LA TRIBUNE POLYNESIENNE
LA TRIBUNE POLYNESIENNE (18 novembre 1994)

Vaea Sylvain exposera à Papeete en décembre
Grande nouvelle pour les amateurs de peinture de Polynésie : Vaea Sylvain, accrochera ses dernières toiles aux cimaises de l'hôtel de ville de Papeete à partir du 19 décembre. Au fait, pourquoi cette artiste polynésienne ne vit-elle pas en Polynésie ?

La Tribune polynésienne :
- Vaea Sylvain, pouvez-vous nous parler de vos dernières toiles et de leurs sources d'inspiration ?
- La peinture est un sujet si vaste ! Ce que je peux vous dire, c'est que lorsque je suis frappée par la beauté d'où qu'elle vienne et où qu'elle soit, je cherche impérativement à la transmettre.
- Pourquoi vivez-vous si loin de la Polynésie ? Vous sentez-vous toujours l'âme polynésienne ?
- Je suis née polynésienne, et ne cesserais de l'être. En ayant l'âme, je n'en ai pas encore épuisé tous les horizons. Car même loin d'elle, j'entends les vagues sur le récif, le doux clapotis de l'eau. Je me promène encore dans les vallées, je sens le parfum des fougères, de fleurs, la douceur de l'air. Je vois en moi la luminosité unique au monde, la grâce infinie des Polynésiens, ma famille, la musique, les danses, les tapas, les tikis, les tifaifai bien sûr… comment oublier tant de beauté ?
Où que j'aille, la Polynésie vit en moi. Mais il est vrai aussi que, comme tous les artistes, je me sens bien à Paris. La liberté de recherche y est particulièrement forte. A ce titre, Paris reste pour moi une nécessité.
- Fréquentez-vous d'autres artistes à Paris… Et cela vous est-il bénéfique ?

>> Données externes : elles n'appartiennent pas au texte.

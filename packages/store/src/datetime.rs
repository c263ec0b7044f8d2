//! Conversion between the wire date-time representation (ISO-8601 UTC
//! instants) and the `datetime-local` input format forms edit
//! (`YYYY-MM-DDTHH:mm`). Display values are kept in UTC so a round trip
//! through a form never shifts the instant.

use chrono::{DateTime, NaiveDateTime, SubsecRound, Utc};

/// Format accepted and produced by `datetime-local` inputs.
pub const INPUT_FORMAT: &str = "%Y-%m-%dT%H:%M";

/// Wire instant to form input value.
pub fn to_input_value(dt: &DateTime<Utc>) -> String {
    dt.format(INPUT_FORMAT).to_string()
}

/// Form input value back to a wire instant. Malformed or empty input maps to
/// `None`, which submits the field as absent.
pub fn from_input_value(s: &str) -> Option<DateTime<Utc>> {
    let s = s.trim();
    if s.is_empty() {
        return None;
    }
    NaiveDateTime::parse_from_str(s, INPUT_FORMAT)
        .ok()
        .map(|naive| naive.and_utc())
}

/// Default pre-fill for the create form: now, truncated to the minute.
pub fn default_input_value() -> String {
    to_input_value(&Utc::now().trunc_subsecs(0))
}

/// Format shown on list and detail screens: `DD/MM/YY HH:mm`.
pub fn to_display(dt: &DateTime<Utc>) -> String {
    dt.format("%d/%m/%y %H:%M").to_string()
}

#[cfg(test)]
mod tests {
    use super::*;
    use chrono::TimeZone;

    #[test]
    fn wire_to_input_and_back() {
        let instant = Utc.with_ymd_and_hms(2023, 1, 15, 8, 30, 0).unwrap();
        let display = to_input_value(&instant);
        assert_eq!(display, "2023-01-15T08:30");
        assert_eq!(from_input_value(&display), Some(instant));
    }

    #[test]
    fn seconds_are_dropped_on_display() {
        let instant = Utc.with_ymd_and_hms(2023, 1, 15, 8, 30, 42).unwrap();
        assert_eq!(to_input_value(&instant), "2023-01-15T08:30");
    }

    #[test]
    fn malformed_input_maps_to_none() {
        assert_eq!(from_input_value(""), None);
        assert_eq!(from_input_value("  "), None);
        assert_eq!(from_input_value("2023-01-15"), None);
        assert_eq!(from_input_value("not a date"), None);
    }

    #[test]
    fn display_format_is_short() {
        let instant = Utc.with_ymd_and_hms(2023, 1, 15, 8, 30, 0).unwrap();
        assert_eq!(to_display(&instant), "15/01/23 08:30");
    }

    #[test]
    fn default_value_parses() {
        assert!(from_input_value(&default_input_value()).is_some());
    }
}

- Des artistes, il y en a à foison à Paris. J'ai des amis peintres avec lesquels refaire le monde, mais aussi travailler, est un réel plaisir. Je rencontre aussi beaucoup de peintre polynésiens ou qui s'inspirent de la Polynésie.
- Qu'est-ce qui vous déciderait à venir revivre en Polynésie, sinon toute l'année, du moins un peu plus souvent ?

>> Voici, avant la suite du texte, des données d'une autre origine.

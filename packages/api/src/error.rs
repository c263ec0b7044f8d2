//! Gateway error taxonomy.
//!
//! Two failure classes exist and both are recoverable at the UI level:
//! [`GatewayError::Transport`] when no response reached the server, and
//! [`GatewayError::Rejection`] when the server answered 4xx/5xx, usually
//! with an RFC-7807 problem body. No request is ever retried; a single
//! failure is surfaced to the store as-is.

use serde::Deserialize;
use store::ErrorMessage;

/// RFC-7807 style error body the API returns on rejections.
#[derive(Clone, Debug, Default, PartialEq, Deserialize)]
pub struct Problem {
    #[serde(rename = "type")]
    pub kind: Option<String>,
    pub title: Option<String>,
    pub detail: Option<String>,
    pub status: Option<u16>,
}

impl Problem {
    /// Best human-readable message the body offers.
    pub fn message(&self) -> Option<&str> {
        self.detail.as_deref().or(self.title.as_deref())
    }
}

#[derive(Debug, thiserror::Error)]
pub enum GatewayError {
    /// The request never produced an HTTP response.
    #[error("transport error: {0}")]
    Transport(#[from] reqwest::Error),

    /// The server answered with a 4xx/5xx status.
    #[error("server rejected the request with status {status}")]
    Rejection {
        status: u16,
        problem: Option<Problem>,
    },

    /// An update was attempted on an entity that was never persisted.
    #[error("entity has no identifier")]
    MissingId,
}

impl GatewayError {
    pub fn status(&self) -> Option<u16> {
        match self {
            GatewayError::Rejection { status, .. } => Some(*status),
            _ => None,
        }
    }

    pub fn is_not_found(&self) -> bool {
        self.status() == Some(404)
    }

    /// Convert into the store-level representation views render.
    pub fn into_message(self) -> ErrorMessage {
        match self {
            GatewayError::Transport(err) => ErrorMessage::transport(err.to_string()),
            GatewayError::Rejection { status, problem } => {
                let message = problem
                    .as_ref()
                    .and_then(Problem::message)
                    .unwrap_or("The server rejected the request")
                    .to_string();
                ErrorMessage::rejection(status, message)
            }
            GatewayError::MissingId => ErrorMessage::transport("entity has no identifier"),
        }
    }
}

#[cfg(test)]
mod tests {
    use super::*;

    #[test]
    fn rejection_message_prefers_detail() {
        let problem: Problem = serde_json::from_str(
            r#"{"type":"https://www.jhipster.tech/problem/problem-with-message",
                "title":"Not Found","detail":"Ride 999 not found","status":404}"#,
        )
        .unwrap();
        assert_eq!(problem.message(), Some("Ride 999 not found"));

        let err = GatewayError::Rejection {
            status: 404,
            problem: Some(problem),
        };
        assert!(err.is_not_found());
        let msg = err.into_message();
        assert_eq!(msg.status, Some(404));
        assert_eq!(msg.message, "Ride 999 not found");
    }

    #[test]
    fn rejection_without_body_has_generic_message() {
        let err = GatewayError::Rejection {
            status: 500,
            problem: None,
        };
        let msg = err.into_message();
        assert_eq!(msg.status, Some(500));
        assert_eq!(msg.message, "The server rejected the request");
    }
}
#[component]
pub fn ShareUserList(page: u64, sort: String) -> Element {
    let gateways = use_gateways();
    let nav = use_navigator();
    let state = use_signal(EntityState::<ShareUser>::default);
    let items_per_page = gateways.items_per_page;

    let mut route_query = use_signal(|| (page, sort.clone()));
    if *route_query.peek() != (page, sort.clone()) {
        route_query.set((page, sort.clone()));
    }

    let loader_gw = gateways.clone();
    let mut loader = use_resource(move || {
        let gw = loader_gw.clone();
        let (page, sort) = route_query();
        async move {
            let params = route_pagination(page, &sort, DEFAULT_SORT, items_per_page).list_params();
            actions::load_entities(&gw.share_users, state, &params).await;
        }
    });

    let pagination = route_pagination(page, &sort, DEFAULT_SORT, items_per_page);

    let on_sort = {
        let pagination = pagination.clone();
        move |field: String| {
            let mut p = pagination.clone();
            p.toggle_sort(&field);
            nav.push(Route::ShareUserList {
                page: p.active_page,
                sort: p.sort_param(),
            });
        }
    };

    let s = state();

    rsx! {
        div {
            class: "entity-page",
            div {
                class: "page-heading",
                h2 { "Share Users" }
                div {
                    class: "page-actions",
                    button {
                        class: "btn btn-info",
                        disabled: s.loading,
                        onclick: move |_| loader.restart(),
                        Icon { width: 14, height: 14, icon: FaArrowsRotate }
                        " Refresh list"
                    }
                    Link {
                        class: "btn btn-primary",
                        to: Route::ShareUserNew {},
                        Icon { width: 14, height: 14, icon: FaPlus }
                        " Create a new Share User"
                    }
                }
            }
            if let Some(error) = s.error_message.clone() {
                ErrorAlert { error }
            }
            if s.loading && s.entities.is_empty() {
                LoadingBanner {}
            } else if s.entities.is_empty() {
                EmptyAlert { message: "No Share Users found" }
            }
            if !s.entities.is_empty() {
                table {
                    class: "table",
                    thead {
                        tr {
                            SortHeader { label: "ID", field: "id", current_sort: pagination.sort.clone(), order: pagination.order, on_sort: on_sort.clone() }
                            SortHeader { label: "User Name", field: "userName", current_sort: pagination.sort.clone(), order: pagination.order, on_sort: on_sort.clone() }
                            SortHeader { label: "User Email", field: "userEmail", current_sort: pagination.sort.clone(), order: pagination.order, on_sort: on_sort.clone() }
                            SortHeader { label: "User Role", field: "userRole", current_sort: pagination.sort.clone(), order: pagination.order, on_sort: on_sort.clone() }
                            SortHeader { label: "User Phone", field: "userPhone", current_sort: pagination.sort.clone(), order: pagination.order, on_sort: on_sort.clone() }
                            SortHeader { label: "User Status", field: "userStatus", current_sort: pagination.sort.clone(), order: pagination.order, on_sort: on_sort.clone() }
                            th {}
                        }
                    }
                    tbody {
                        for user in s.entities.iter() {
                            ShareUserRow {
                                key: "{user.id.unwrap_or_default()}",
                                user: user.clone(),
                                page: pagination.active_page,
                                sort: pagination.sort_param(),
                            }
                        }
                    }
                }
            }
            if s.total_items > 0 {
                div {
                    class: "pagination-footer",
                    ItemCount {
                        active_page: pagination.active_page,
                        total_items: s.total_items,
                        items_per_page,
                    }
                    PaginationBar {
                        active_page: pagination.active_page,
                        total_items: s.total_items,
                        items_per_page,
                        on_select: {
                            let pagination = pagination.clone();
                            move |selected: u64| {
                                let mut p = pagination.clone();
                                p.active_page = selected;
                                nav.push(Route::ShareUserList {
                                    page: p.active_page,
                                    sort: p.sort_param(),
                                });
                            }
                        },
                    }
                }
            }
        }
    }
}
//! Signal-side wrappers over [`api::request`].
//!
//! Views hold their entity state in a `Signal<EntityState<T>>`; a signal
//! write guard cannot be held across an await point, so each helper clones
//! the state out, publishes the pending transition immediately (the views
//! render loading/updating from it), runs the request-layer driver on the
//! local copy, and publishes the final state.

use dioxus::prelude::*;

use api::gateway::EntityApi;
use api::request;
use store::{EntityEvent, EntityState, ListParams};

/// Fetch a page into the signal.
pub async fn load_entities<T, A>(api: &A, mut state: Signal<EntityState<T>>, params: &ListParams)
where
    T: Clone + 'static,
    A: EntityApi<T>,
{
    let mut local = state.peek().clone();
    local.apply(EntityEvent::ListPending);
    state.set(local.clone());

    request::load_entities(api, &mut local, params).await;
    state.set(local);
}

/// Fetch a single record into the selected slot.
pub async fn load_entity<T, A>(api: &A, mut state: Signal<EntityState<T>>, id: i64)
where
    T: Clone + 'static,
    A: EntityApi<T>,
{
    let mut local = state.peek().clone();
    local.apply(EntityEvent::GetPending);
    state.set(local.clone());

    request::load_entity(api, &mut local, id).await;
    state.set(local);
}

/// Create a record; on success the list is refreshed with `relist`.
pub async fn save_new<T, A>(
    api: &A,
    mut state: Signal<EntityState<T>>,
    entity: &T,
    relist: &ListParams,
) where
    T: Clone + 'static,
    A: EntityApi<T>,
{
    let mut local = state.peek().clone();
    local.apply(EntityEvent::MutationPending);
    state.set(local.clone());

    request::create_entity(api, &mut local, entity, relist).await;
    state.set(local);
}

/// Full-replace update; on success the list is refreshed with `relist`.
pub async fn save_existing<T, A>(
    api: &A,
    mut state: Signal<EntityState<T>>,
    entity: &T,
    relist: &ListParams,
) where
    T: Clone + 'static,
    A: EntityApi<T>,
{
    let mut local = state.peek().clone();
    local.apply(EntityEvent::MutationPending);
    state.set(local.clone());

    request::update_entity(api, &mut local, entity, relist).await;
    state.set(local);
}

/// Delete a record; on success the list is refreshed with `relist`.
pub async fn delete_entity<T, A>(
    api: &A,
    mut state: Signal<EntityState<T>>,
    id: i64,
    relist: &ListParams,
) where
    T: Clone + 'static,
    A: EntityApi<T>,
{
    let mut local = state.peek().clone();
    local.apply(EntityEvent::MutationPending);
    state.set(local.clone());

    request::delete_entity(api, &mut local, id, relist).await;
    state.set(local);
}

/// Clear the selected record before opening a create form.
pub fn reset<T: 'static>(mut state: Signal<EntityState<T>>) {
    state.write().apply(EntityEvent::Reset);
}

- L'Office des Postes de Polynésie m'a donné l'occasion de venir exposer à la Mairie de Papeete pour fêter la sortie de trois télécartes et je l'en remercie vivement. Sinon, c'est un emploi du temps chargé qui m'empêche de venir vous voir plus souvent, et ce n'est pas l'envie qui m'en manque.

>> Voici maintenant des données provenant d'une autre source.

//! # Remote data gateway
//!
//! [`EntityApi`] is the seam between the request layer and HTTP: one async
//! method per REST operation, implemented for production by
//! [`RestGateway`] over `reqwest` and by in-memory stubs in tests.
//!
//! [`RestGateway`] speaks the conventional per-entity REST contract:
//!
//! | Operation | Request |
//! |-----------|---------|
//! | `list` | `GET {base}/{resource}?page&size&sort&cacheBuster` |
//! | `get` | `GET {base}/{resource}/{id}` |
//! | `create` | `POST {base}/{resource}` |
//! | `update` | `PUT {base}/{resource}/{id}` |
//! | `partial_update` | `PATCH {base}/{resource}/{id}` |
//! | `delete` | `DELETE {base}/{resource}/{id}` |
//!
//! The list total comes from the `x-total-count` response header.
//! `cacheBuster` carries the current epoch millis so an intermediary cache
//! can never answer a list read. The gateway performs a single attempt per
//! call; failures are returned, never retried.

use std::future::Future;
use std::marker::PhantomData;

use serde::de::DeserializeOwned;
use serde::Serialize;

use store::{EntityId, ListParams};

use crate::error::{GatewayError, Problem};

/// Async interface to one entity's REST endpoint.
pub trait EntityApi<T> {
    fn list(
        &self,
        params: &ListParams,
    ) -> impl Future<Output = Result<(Vec<T>, i64), GatewayError>>;
    fn get(&self, id: i64) -> impl Future<Output = Result<T, GatewayError>>;
    fn create(&self, entity: &T) -> impl Future<Output = Result<T, GatewayError>>;
    fn update(&self, entity: &T) -> impl Future<Output = Result<T, GatewayError>>;
    fn partial_update(&self, entity: &T) -> impl Future<Output = Result<T, GatewayError>>;
    fn delete(&self, id: i64) -> impl Future<Output = Result<(), GatewayError>>;
}

/// `reqwest`-backed [`EntityApi`] implementation.
#[derive(Clone, Debug)]
pub struct RestGateway<T> {
    http: reqwest::Client,
    base_url: String,
    resource: &'static str,
    _entity: PhantomData<T>,
}

impl<T> RestGateway<T> {
    /// `base_url` is the API origin (may be empty for same-origin relative
    /// requests); `resource` the entity path, e.g. `"api/rides"`.
    pub fn new(base_url: impl Into<String>, resource: &'static str) -> Self {
        let base_url = base_url.into().trim_end_matches('/').to_string();
        Self {
            http: reqwest::Client::new(),
            base_url,
            resource,
            _entity: PhantomData,
        }
    }

    pub fn resource(&self) -> &'static str {
        self.resource
    }

    fn collection_url(&self) -> String {
        format!("{}/{}", self.base_url, self.resource)
    }

    fn item_url(&self, id: i64) -> String {
        format!("{}/{}/{}", self.base_url, self.resource, id)
    }

    /// List URL for the given params and cache-buster token. Pagination is
    /// only sent alongside an explicit sort; a sortless request takes the
    /// server's default slice.
    fn list_url(&self, params: &ListParams, cache_buster: i64) -> String {
        match &params.sort {
            Some(sort) => format!(
                "{}?page={}&size={}&sort={}&cacheBuster={}",
                self.collection_url(),
                params.page,
                params.size,
                sort,
                cache_buster
            ),
            None => format!("{}?cacheBuster={}", self.collection_url(), cache_buster),
        }
    }
}

impl<T> EntityApi<T> for RestGateway<T>
where
    T: Serialize + DeserializeOwned + EntityId,
{
    async fn list(&self, params: &ListParams) -> Result<(Vec<T>, i64), GatewayError> {
        let url = self.list_url(params, epoch_millis());
        let response = check(self.http.get(&url).send().await?).await?;
        let total_header = response
            .headers()
            .get("x-total-count")
            .and_then(|v| v.to_str().ok())
            .and_then(|v| v.parse::<i64>().ok());
        let entities: Vec<T> = response.json().await?;
        let total_items = total_header.unwrap_or(entities.len() as i64);
        Ok((entities, total_items))
    }

    async fn get(&self, id: i64) -> Result<T, GatewayError> {
        let response = check(self.http.get(self.item_url(id)).send().await?).await?;
        Ok(response.json().await?)
    }

    async fn create(&self, entity: &T) -> Result<T, GatewayError> {
        let response = check(
            self.http
                .post(self.collection_url())
                .json(entity)
                .send()
                .await?,
        )
        .await?;
        Ok(response.json().await?)
    }

    async fn update(&self, entity: &T) -> Result<T, GatewayError> {
        let id = entity.id().ok_or(GatewayError::MissingId)?;
        let response = check(self.http.put(self.item_url(id)).json(entity).send().await?).await?;
        Ok(response.json().await?)
    }

    async fn partial_update(&self, entity: &T) -> Result<T, GatewayError> {
        let id = entity.id().ok_or(GatewayError::MissingId)?;
        let response =
            check(self.http.patch(self.item_url(id)).json(entity).send().await?).await?;
        Ok(response.json().await?)
    }

    async fn delete(&self, id: i64) -> Result<(), GatewayError> {
        check(self.http.delete(self.item_url(id)).send().await?).await?;
        Ok(())
    }
}

/// Turn a non-2xx response into a [`GatewayError::Rejection`], keeping the
/// problem body when one is present.
async fn check(response: reqwest::Response) -> Result<reqwest::Response, GatewayError> {
    let status = response.status();
    if status.is_success() {
        return Ok(response);
    }
    let problem = response.json::<Problem>().await.ok();
    Err(GatewayError::Rejection {
        status: status.as_u16(),
        problem,
    })
}

fn epoch_millis() -> i64 {
    #[cfg(target_arch = "wasm32")]
    {
        js_sys::Date::now() as i64
    }
    #[cfg(not(target_arch = "wasm32"))]
    {
        std::time::SystemTime::now()
            .duration_since(std::time::UNIX_EPOCH)
            .map(|d| d.as_millis() as i64)
            .unwrap_or(0)
    }
}

#[cfg(test)]
mod tests {
    use super::*;
    use store::Ride;

    #[test]
    fn list_url_with_sort_carries_pagination() {
        let gateway: RestGateway<Ride> = RestGateway::new("http://localhost:8080", "api/rides");
        let params = ListParams {
            page: 0,
            size: 20,
            sort: Some("id,asc".to_string()),
        };
        assert_eq!(
            gateway.list_url(&params, 1700000000000),
            "http://localhost:8080/api/rides?page=0&size=20&sort=id,asc&cacheBuster=1700000000000"
        );
    }

    #[test]
    fn list_url_without_sort_only_busts_cache() {
        let gateway: RestGateway<Ride> = RestGateway::new("http://localhost:8080/", "api/rides");
        assert_eq!(
            gateway.list_url(&ListParams::default(), 42),
            "http://localhost:8080/api/rides?cacheBuster=42"
        );
    }

    #[test]
    fn item_url_appends_id() {
        let gateway: RestGateway<Ride> = RestGateway::new("", "api/rides");
        assert_eq!(gateway.item_url(7), "/api/rides/7");
    }
}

- Quel avenir y-a-t-il, selon vous pour les jeunes artistes en Polynésie ?
- Les jeunes artistes ont toutes leurs chances, leur avenir est dans ce qu'ils créent aujourd'hui. Je suis frappée de constater que l'engagement dans la peinture est particulièrement fort chez les peintres polynésiens. Ils ne peignent pas pour faire une toile par-ci par-là, il y a chez eux de vrais tempéraments d'artistes. Ce qu'ils peignent a une âme. On ne peut pas encore parler d'école tahitienne, mais je voudrais bien qu'elle existe.
- S'il y avait en Polynésie une communauté artistique plus importante et plus unie, cela serait-il bon pour le développement des arts ?
- Je souhaite que la communauté artistique polynésienne devienne plus importante, je ne la vois pas désunie du tout, bien au contraire. Mais peut-être faudrait-il soutenir davantage les jeunes artistes, et favoriser les rencontres.
- Vous restez très à l'écoute de ce qui se passe en Polynésie. Etes-vous inquiète pour son avenir ?
- Je reste en permanence à l'écoute de ce qui se passe en Polynésie, que ce soit par les journaux, la télévision, les amis de passage… ou radio-cocotier qui émet aussi à Paris. Et comme tout un chacun, je m'inquiète pour son avenir. Cela dit, je regrette de n'avoir que peu d'échos de la Polynésie dans les médias parisiens.
- Etes-vous tentée de vous mêler au débat politique ?
- Tout en étant attentive au débat politique auquel plus personne n'échappe aujourd'hui, c'est au demeurant à la peinture que je consacre ma vie, sinon pratiquement tout mon temps.